(Bloomberg) -- A quant fund is betting big on billionaire Gautam Adani’s flagship company, brushing aside concerns of leverage in the market, and burnishing its own performance in the process.
Quant Quantamental Fund, with assets of about 921 million rupees ($11.3 million), has given a return of more than 12% this year, thanks to its biggest pick Adani Enterprises Ltd., and beating 99% of peers, according to Bloomberg data.
“We felt they had great operating leverage in most of the businesses they built,” Sandeep Tandon, the founder and chief investment officer at quant Group said in an interview last week. “So it’s not just about looking at the leverage aspect. The market is not looking at the potential cashflows.”
The surge in Adani Group shares propelled Gautam Adani to become the world’s third-richest person even as some investors balked at the debt-fueled expansion of his ports-to-power conglomerate, and lack of wider coverage by research analysts. Adani Enterprises is set to join India’s NSE Nifty 50 Index on Friday.
Adani Enterprises and Adani Ports & Special Economic Zone Ltd. form more than 15% of Quantamental Fund’s portfolio, according to Bloomberg data.

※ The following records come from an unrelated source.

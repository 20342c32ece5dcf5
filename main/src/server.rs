use std::sync::Arc;

use api_router::{api_routes_v1, api_state::ApiState};
use axum::{extract::FromRef, Router};
use common::{
    storage::{db::SurrealDbClient, store::StorageManager, types::document::Document},
    utils::{config::get_config, embedding::EmbeddingProvider},
};
use html_router::{html_routes, html_state::HtmlState};
use tracing::{info, warn};
use tracing_subscriber::{fmt, prelude::*, EnvFilter};

#[tokio::main(flavor = "multi_thread", worker_threads = 2)]
async fn main() -> Result<(), Box<dyn std::error::Error>> {
    // Set up tracing
    tracing_subscriber::registry()
        .with(fmt::layer().with_writer(std::io::stderr))
        .with(EnvFilter::from_default_env())
        .try_init()
        .ok();

    // Get config
    let config = get_config()?;
    config.validate()?;
    config.log_summary();

    // Set up router states
    let db = Arc::new(
        SurrealDbClient::new(
            &config.surrealdb_address,
            &config.surrealdb_username,
            &config.surrealdb_password,
            &config.surrealdb_namespace,
            &config.surrealdb_database,
        )
        .await?,
    );

    // Ensure db is initialized
    db.ensure_initialized(config.embedding_dimensions as usize)
        .await?;

    let llm_client = Arc::new(async_openai::Client::with_config(
        config.llm_client_config(),
    ));
    let embedding_provider = Arc::new(EmbeddingProvider::from_config(&config));

    // Page image store
    let storage = StorageManager::new(&config).await?;

    match Document::count(&db).await {
        Ok(count) => info!(documents_indexed = count, "Vector index loaded"),
        Err(err) => warn!(error = %err, "Could not count indexed documents"),
    }

    let api_state = ApiState::with_resources(
        db.clone(),
        &config,
        storage.clone(),
        llm_client.clone(),
        embedding_provider.clone(),
    );

    let html_state =
        HtmlState::new_with_resources(db, llm_client, storage, config.clone(), embedding_provider);

    // Create Axum router
    let app = Router::new()
        .nest("/api/v1", api_routes_v1(&api_state))
        .merge(html_routes(&html_state))
        .with_state(AppState {
            api_state,
            html_state,
        });

    info!("Starting server listening on 0.0.0.0:{}", config.http_port);
    let serve_address = format!("0.0.0.0:{}", config.http_port);
    let listener = tokio::net::TcpListener::bind(serve_address).await?;
    axum::serve(listener, app).await?;

    Ok(())
}

#[derive(Clone, FromRef)]
struct AppState {
    api_state: ApiState,
    html_state: HtmlState,
}
use api_router::{api_routes_v1, api_state::ApiState};
use axum::{extract::FromRef, Router};
use common::{
    storage::{db::SurrealDbClient, store::StorageManager, types::document::Document},
    utils::{config::get_config, embedding::EmbeddingProvider},
};
use html_router::{html_routes, html_state::HtmlState};
use ingestion_pipeline::{parse::ParseClient, pipeline::IngestionPipeline, run_worker_loop};
use std::sync::Arc;
use tracing::{error, info, warn};
use tracing_subscriber::{fmt, prelude::*, EnvFilter};

#[tokio::main]
async fn main() -> Result<(), Box<dyn std::error::Error>> {
    // Set up tracing
    tracing_subscriber::registry()
        .with(fmt::layer().with_writer(std::io::stderr))
        .with(EnvFilter::from_default_env())
        .try_init()
        .ok();

    // Get config
    let config = get_config()?;
    config.validate()?;
    config.log_summary();

    // Set up shared resources
    let db = Arc::new(
        SurrealDbClient::new(
            &config.surrealdb_address,
            &config.surrealdb_username,
            &config.surrealdb_password,
            &config.surrealdb_namespace,
            &config.surrealdb_database,
        )
        .await?,
    );

    // Ensure db is initialized
    db.ensure_initialized(config.embedding_dimensions as usize)
        .await?;

    let llm_client = Arc::new(async_openai::Client::with_config(
        config.llm_client_config(),
    ));
    let embedding_provider = Arc::new(EmbeddingProvider::from_config(&config));
    info!(
        embedding_backend = embedding_provider.backend_label(),
        embedding_dimension = embedding_provider.dimension(),
        "Embedding provider initialized"
    );

    // Page image store
    let storage = StorageManager::new(&config).await?;

    match Document::count(&db).await {
        Ok(count) => info!(documents_indexed = count, "Vector index loaded"),
        Err(err) => warn!(error = %err, "Could not count indexed documents"),
    }

    let api_state = ApiState::with_resources(
        db.clone(),
        &config,
        storage.clone(),
        llm_client.clone(),
        embedding_provider.clone(),
    );

    let html_state = HtmlState::new_with_resources(
        db.clone(),
        llm_client,
        storage.clone(),
        config.clone(),
        embedding_provider.clone(),
    );

    // Create Axum router
    let app = Router::new()
        .nest("/api/v1", api_routes_v1(&api_state))
        .merge(html_routes(&html_state))
        .with_state(AppState {
            api_state,
            html_state,
        });

    // Run the ingestion worker inside the same process
    let parse_client = ParseClient::from_config(&config)?;
    let ingestion_pipeline = Arc::new(IngestionPipeline::new(
        db.clone(),
        parse_client,
        embedding_provider,
        storage,
    ));
    let worker_db = db.clone();
    tokio::spawn(async move {
        info!("Starting worker process");
        if let Err(e) = run_worker_loop(worker_db, ingestion_pipeline).await {
            error!("Worker process error: {}", e);
        }
    });

    info!("Starting server listening on 0.0.0.0:{}", config.http_port);
    let serve_address = format!("0.0.0.0:{}", config.http_port);
    let listener = tokio::net::TcpListener::bind(serve_address).await?;
    axum::serve(listener, app).await?;

    Ok(())
}

#[derive(Clone, FromRef)]
struct AppState {
    api_state: ApiState,
    html_state: HtmlState,
}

Shares of Adani Enterprises climbed more than 100% this year, compared with a drop of about 3% in the benchmark S&P BSE Sensex Index.
“People are very complacent in life, which is why sometimes jewels or multi-baggers are not spotted by analysts,” said Tandon, whose group manages assets valued at more than $1 billion. “Analyst reports are generated at the peak of the cycle usually,” and they “as a community are late.”
The Mumbai-based asset manager’s ownership of Adani- controlled stocks is something rare as the companies have little exposure from top mutual funds despite their extraordinary surge.
“People like to be part of stocks perceived as safe and analysts as a community don’t want to put in serious efforts in spotting opportunities,” said Tandon, who has nearly three decades of experience in capital markets in India.